L’uomo è dunque simultaneamente centro e cerchio: centro per il principio attivo del suo pensiero, cerchio per il contenuto infinito di questo. E’ appunto quello che dice Shelley in diversi punti dei suoi scritti teorici: «Ognuno è contemporaneamente il centro e la circonferenza, il punto a cui si riferiscono tutte le cose, e la linea all’interno della quale tutte le cose stanno racchiuse (11)». E altrove, in una formula più condensata e più brillante: «La poesia è contemporaneamente il centro e la circonferenza della conoscenza (12)». Non diversamente si esprime Keats: «E’ una vecchia massima la mia, ed è evidentemente ben nota: ogni punto di pensiero è il centro di un universo intellettuale (13)». Nessuno più di Wordsworth ha una così viva coscienza dei vantaggi che si ricavano dal fissare per sempre il proprio pensiero in una posizione centrale, dalla quale il mondo si scopre, in profondità come in superfice, simile ad una sfera che racchiuda la verità:
... Hither come and find a lodge
To which thou may’st resort for holier peace,
From whose calm centre thou, through height or depth,
May’st penetrate, wherever truth shall lead
(14). (15)
1.4 Il centro ha il compito di proiettare i suoi raggi all’interno del cerchio, non di mandarli al di là. In tutti i sensi della parola, Goethe è uno che si accontenta di vivere all’interno del proprio cerchio. Lo si vede chiaramente dalla corrispondenza: «Adesso non mi preoccupo quasi più di ciò che è al di fuori della mia cerchia (16)». «Per quanto mi concerne, sono felice. Gli affari, le scienze, un paio di amici, questa è tutta la cerchia in cui vivo e dentro la quale mi sono saggiamente trincerato (17)».

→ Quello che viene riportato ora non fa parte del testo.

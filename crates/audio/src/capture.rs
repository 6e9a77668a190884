//! Mikrofon-Capture
//!
//! Der Geraete-Callback schreibt Samples in einen lock-free Ring-Buffer und
//! weckt die Capture-Pipeline ueber ein `Notify`. Der Callback wartet nie,
//! ist der Buffer voll werden Samples verworfen.
//!
//! Der `FrameSlicer` schneidet den Sample-Strom in Frames fester Groesse,
//! unabhaengig davon in welchen Bloecken der Treiber liefert.

use cpal::traits::{DeviceTrait, StreamTrait};
use cpal::{Device, SampleFormat, Stream, StreamConfig};
use ringbuf::traits::{Consumer, Observer, Producer, Split};
use ringbuf::{HeapCons, HeapProd, HeapRb};
use std::sync::atomic::{AtomicBool, AtomicU64, Ordering};
use std::sync::Arc;
use tokio::sync::Notify;
use tracing::{debug, error};

use crate::codec::CAPTURE_SAMPLE_RATE;
use crate::error::{AudioError, AudioResult};

/// Frame-Groesse der Senderichtung in Samples
pub const CAPTURE_FRAME_SIZE: usize = 4096;

/// Konfiguration fuer den Audio-Capture
#[derive(Debug, Clone)]
pub struct CaptureConfig {
    /// Abtastrate in Hz
    pub sample_rate: u32,
    /// Kanalanzahl des Geraete-Streams (es wird nur Kanal 0 gesendet)
    pub channels: u16,
    /// Samples pro ausgehendem Frame
    pub frame_size: usize,
    /// Ring-Buffer Kapazitaet in Samples
    pub buffer_size: usize,
    /// Name des Eingabegeraets (None = Standard)
    pub device: Option<String>,
}

impl Default for CaptureConfig {
    fn default() -> Self {
        Self {
            sample_rate: CAPTURE_SAMPLE_RATE,
            channels: 1,
            frame_size: CAPTURE_FRAME_SIZE,
            buffer_size: CAPTURE_SAMPLE_RATE as usize * 2, // 2 Sekunden Puffer
            device: None,
        }
    }
}

/// Produziert Samples aus dem Mikrofon-Callback
pub type CaptureProducer = HeapProd<f32>;
/// Konsumiert Samples fuer die Verarbeitung
pub type CaptureConsumer = HeapCons<f32>;

// ---------------------------------------------------------------------------
// Gate
// ---------------------------------------------------------------------------

/// Schalter zwischen Mikrofon und Ring-Buffer
///
/// Ist das Gate geschlossen, verwirft der Callback alles. Ein Mikrofon
/// schliesst sein Gate beim Stoppen, danach kommt kein Sample mehr an.
#[derive(Debug, Clone)]
pub struct CaptureGate(Arc<AtomicBool>);

impl CaptureGate {
    /// Neues, offenes Gate
    pub fn open() -> Self {
        Self(Arc::new(AtomicBool::new(true)))
    }

    pub fn close(&self) {
        self.0.store(false, Ordering::Release);
    }

    pub fn is_open(&self) -> bool {
        self.0.load(Ordering::Acquire)
    }
}

// ---------------------------------------------------------------------------
// Writer / Reader
// ---------------------------------------------------------------------------

/// Schreibseite im Geraete-Callback
pub struct CaptureWriter {
    producer: CaptureProducer,
    gate: CaptureGate,
    ready: Arc<Notify>,
    channels: usize,
    scratch: Vec<f32>,
    dropped: Arc<AtomicU64>,
}

impl CaptureWriter {
    /// Schreibt interleavte Geraete-Samples, bei mehreren Kanaelen nur Kanal 0
    ///
    /// Gibt die Anzahl uebernommener Mono-Samples zurueck.
    pub fn write(&mut self, data: &[f32]) -> usize {
        if !self.gate.is_open() {
            return 0;
        }

        if self.channels <= 1 {
            let written = self.producer.push_slice(data);
            return self.abschliessen(data.len(), written);
        }
        self.scratch.clear();
        self.scratch
            .extend(data.iter().step_by(self.channels).copied());
        self.scratch_schreiben()
    }

    /// Variante fuer Geraete die i16 liefern
    pub fn write_i16(&mut self, data: &[i16]) -> usize {
        if !self.gate.is_open() {
            return 0;
        }

        self.scratch.clear();
        self.scratch.extend(
            data.iter()
                .step_by(self.channels.max(1))
                .map(|&s| s as f32 / 32768.0),
        );
        self.scratch_schreiben()
    }

    fn scratch_schreiben(&mut self) -> usize {
        let written = self.producer.push_slice(&self.scratch);
        self.abschliessen(self.scratch.len(), written)
    }

    /// Zaehlt verworfene Samples und weckt den Reader
    ///
    /// Laeuft im Echtzeit-Callback: kein Logging, keine Allokation.
    fn abschliessen(&mut self, angeboten: usize, written: usize) -> usize {
        if written < angeboten {
            self.dropped
                .fetch_add((angeboten - written) as u64, Ordering::Relaxed);
        }
        if written > 0 {
            self.ready.notify_one();
        }
        written
    }

    pub fn gate(&self) -> &CaptureGate {
        &self.gate
    }
}

/// Leseseite fuer die Capture-Pipeline
pub struct CaptureReader {
    consumer: CaptureConsumer,
    ready: Arc<Notify>,
    dropped: Arc<AtomicU64>,
}

impl CaptureReader {
    /// Wartet bis der Callback neue Samples gemeldet hat
    pub async fn ready(&mut self) {
        self.ready.notified().await;
    }

    /// Liest verfuegbare Samples, gibt die Anzahl zurueck
    pub fn read(&mut self, buf: &mut [f32]) -> usize {
        self.consumer.pop_slice(buf)
    }

    /// Anzahl gepufferter Samples
    pub fn available(&self) -> usize {
        self.consumer.occupied_len()
    }

    /// Im Callback verworfene Samples (Buffer voll)
    pub fn dropped(&self) -> u64 {
        self.dropped.load(Ordering::Relaxed)
    }
}

/// Erstellt Ring-Buffer, Writer und Reader fuer einen Capture-Stream
pub fn capture_ring(config: &CaptureConfig, gate: CaptureGate) -> (CaptureWriter, CaptureReader) {
    let rb = HeapRb::<f32>::new(config.buffer_size.max(config.frame_size));
    let (producer, consumer) = rb.split();
    let ready = Arc::new(Notify::new());
    let dropped = Arc::new(AtomicU64::new(0));

    (
        CaptureWriter {
            producer,
            gate,
            ready: Arc::clone(&ready),
            channels: config.channels.max(1) as usize,
            scratch: Vec::with_capacity(config.frame_size),
            dropped: Arc::clone(&dropped),
        },
        CaptureReader {
            consumer,
            ready,
            dropped,
        },
    )
}

// ---------------------------------------------------------------------------
// FrameSlicer
// ---------------------------------------------------------------------------

/// Schneidet einen Sample-Strom in Frames fester Groesse
#[derive(Debug)]
pub struct FrameSlicer {
    frame_size: usize,
    pending: Vec<f32>,
}

impl FrameSlicer {
    pub fn new(frame_size: usize) -> Self {
        let frame_size = frame_size.max(1);
        Self {
            frame_size,
            pending: Vec::with_capacity(frame_size * 2),
        }
    }

    /// Haengt Samples an und gibt alle vollstaendigen Frames in Reihenfolge zurueck
    pub fn push(&mut self, samples: &[f32]) -> Vec<Vec<f32>> {
        self.pending.extend_from_slice(samples);
        let mut frames = Vec::new();
        while self.pending.len() >= self.frame_size {
            frames.push(self.pending.drain(..self.frame_size).collect());
        }
        frames
    }

    /// Samples die noch auf einen vollen Frame warten
    pub fn pending(&self) -> usize {
        self.pending.len()
    }

    pub fn frame_size(&self) -> usize {
        self.frame_size
    }

    pub fn clear(&mut self) {
        self.pending.clear();
    }
}

// ---------------------------------------------------------------------------
// cpal
// ---------------------------------------------------------------------------

/// Oeffnet einen Capture-Stream auf dem gegebenen Geraet.
///
/// Der Writer laeuft im cpal-Callback-Thread. Der Stream muss in dem Thread
/// bleiben, der ihn erzeugt hat (cpal::Stream ist !Send).
pub fn open_capture_stream(
    device: &Device,
    config: &CaptureConfig,
    mut writer: CaptureWriter,
) -> AudioResult<Stream> {
    let stream_config = StreamConfig {
        channels: config.channels,
        sample_rate: cpal::SampleRate(config.sample_rate),
        buffer_size: cpal::BufferSize::Default,
    };

    let err_fn = |err| error!("Capture-Fehler: {}", err);

    // Unterstuetzte Sample-Formate pruefen
    let supported = device
        .supported_input_configs()
        .map_err(|e| AudioError::StreamFehler(e.to_string()))?
        .find(|c| {
            c.min_sample_rate().0 <= config.sample_rate
                && c.max_sample_rate().0 >= config.sample_rate
                && c.channels() >= config.channels
        });

    let sample_format = supported
        .map(|c| c.sample_format())
        .unwrap_or(SampleFormat::F32);

    let stream = match sample_format {
        SampleFormat::F32 => device
            .build_input_stream(
                &stream_config,
                move |data: &[f32], _| {
                    writer.write(data);
                },
                err_fn,
                None,
            )
            .map_err(|e| AudioError::StreamFehler(e.to_string()))?,
        SampleFormat::I16 => device
            .build_input_stream(
                &stream_config,
                move |data: &[i16], _| {
                    writer.write_i16(data);
                },
                err_fn,
                None,
            )
            .map_err(|e| AudioError::StreamFehler(e.to_string()))?,
        _ => {
            return Err(AudioError::StreamFehler(format!(
                "Nicht unterstuetztes Sample-Format: {:?}",
                sample_format
            )))
        }
    };

    stream
        .play()
        .map_err(|e| AudioError::StreamFehler(e.to_string()))?;

    debug!(
        "Capture-Stream geoeffnet: {}Hz {}ch",
        config.sample_rate, config.channels
    );

    Ok(stream)
}

#[cfg(test)]
mod tests {
    use super::*;

    #[test]
    fn capture_config_default() {
        let config = CaptureConfig::default();
        assert_eq!(config.sample_rate, 16000);
        assert_eq!(config.channels, 1);
        assert_eq!(config.frame_size, 4096);
        assert!(config.buffer_size >= config.frame_size);
    }

    #[test]
    fn slicer_liefert_volle_frames() {
        let mut slicer = FrameSlicer::new(4);
        assert!(slicer.push(&[0.1, 0.2, 0.3]).is_empty());
        let frames = slicer.push(&[0.4, 0.5, 0.6, 0.7, 0.8, 0.9]);
        assert_eq!(frames.len(), 2);
        assert_eq!(frames[0], vec![0.1, 0.2, 0.3, 0.4]);
        assert_eq!(frames[1], vec![0.5, 0.6, 0.7, 0.8]);
        assert_eq!(slicer.pending(), 1);
    }

    #[test]
    fn writer_und_reader() {
        let config = CaptureConfig {
            buffer_size: 16,
            frame_size: 4,
            ..Default::default()
        };
        let (mut writer, mut reader) = capture_ring(&config, CaptureGate::open());
        assert_eq!(writer.write(&[0.5; 6]), 6);
        assert_eq!(reader.available(), 6);

        let mut buf = [0.0f32; 8];
        assert_eq!(reader.read(&mut buf), 6);
        assert_eq!(&buf[..6], &[0.5; 6]);
    }

    #[test]
    fn geschlossenes_gate_verwirft() {
        let gate = CaptureGate::open();
        let (mut writer, reader) = capture_ring(&CaptureConfig::default(), gate.clone());
        gate.close();
        assert_eq!(writer.write(&[0.5; 32]), 0);
        assert_eq!(reader.available(), 0);
    }

    #[test]
    fn voller_buffer_zaehlt_verworfene() {
        let config = CaptureConfig {
            buffer_size: 8,
            frame_size: 8,
            ..Default::default()
        };
        let (mut writer, reader) = capture_ring(&config, CaptureGate::open());
        assert_eq!(writer.write(&[0.1; 12]), 8);
        assert_eq!(reader.dropped(), 4);
    }

    #[test]
    fn stereo_wird_auf_kanal_null_reduziert() {
        let config = CaptureConfig {
            channels: 2,
            ..Default::default()
        };
        let (mut writer, mut reader) = capture_ring(&config, CaptureGate::open());
        assert_eq!(writer.write(&[0.1, 0.9, 0.2, 0.9, 0.3, 0.9]), 3);
        let mut buf = [0.0f32; 3];
        reader.read(&mut buf);
        assert_eq!(buf, [0.1, 0.2, 0.3]);
    }

    #[test]
    fn i16_stereo_wird_skaliert_und_reduziert() {
        let config = CaptureConfig {
            channels: 2,
            ..Default::default()
        };
        let (mut writer, mut reader) = capture_ring(&config, CaptureGate::open());
        assert_eq!(writer.write_i16(&[16384, 1, -16384, 1, 0, 1]), 3);
        let mut buf = [1.0f32; 3];
        assert_eq!(reader.read(&mut buf), 3);
        assert_eq!(buf, [0.5, -0.5, 0.0]);

        // Scratch-Puffer wird wiederverwendet, keine Reste des letzten Aufrufs
        assert_eq!(writer.write_i16(&[8192, 1]), 1);
        assert_eq!(reader.read(&mut buf), 1);
        assert_eq!(buf[0], 0.25);
    }

    #[test]
    fn i16_bei_geschlossenem_gate_verworfen() {
        let gate = CaptureGate::open();
        let (mut writer, reader) = capture_ring(&CaptureConfig::default(), gate.clone());
        gate.close();
        assert_eq!(writer.write_i16(&[1000; 8]), 0);
        assert_eq!(reader.available(), 0);
        assert_eq!(reader.dropped(), 0);
    }

    #[tokio::test]
    async fn reader_wird_geweckt() {
        let (mut writer, mut reader) =
            capture_ring(&CaptureConfig::default(), CaptureGate::open());
        writer.write(&[0.2; 10]);
        // Permit ist gespeichert, ready() kehrt sofort zurueck
        tokio::time::timeout(std::time::Duration::from_secs(1), reader.ready())
            .await
            .expect("Reader sollte geweckt werden");
    }

    #[test]
    #[ignore = "Benoetigt Audio-Hardware"]
    fn capture_stream_oeffnen() {
        use cpal::traits::HostTrait;
        let host = cpal::default_host();
        if let Some(device) = host.default_input_device() {
            let config = CaptureConfig::default();
            let (writer, _reader) = capture_ring(&config, CaptureGate::open());
            let result = open_capture_stream(&device, &config, writer);
            assert!(result.is_ok(), "Capture-Stream sollte oeffenbar sein");
        }
    }
}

Essere in un cerchio significa essere felice. Il cerchio o la sfera sono l’immagine stessa della felicità:
Si ha l’abitudine di definire la felicità tonda come una sfera, in virtù della sua grande mobilità, e questa espressione è doppiamente esatta, perché questo paragone vale anche in un altro senso. Quando sta immobile, la sfera si presenta agli occhi di chi guarda sotto l’aspetto di un essere soddisfatto, perfetto, racchiuso in se stesso (18).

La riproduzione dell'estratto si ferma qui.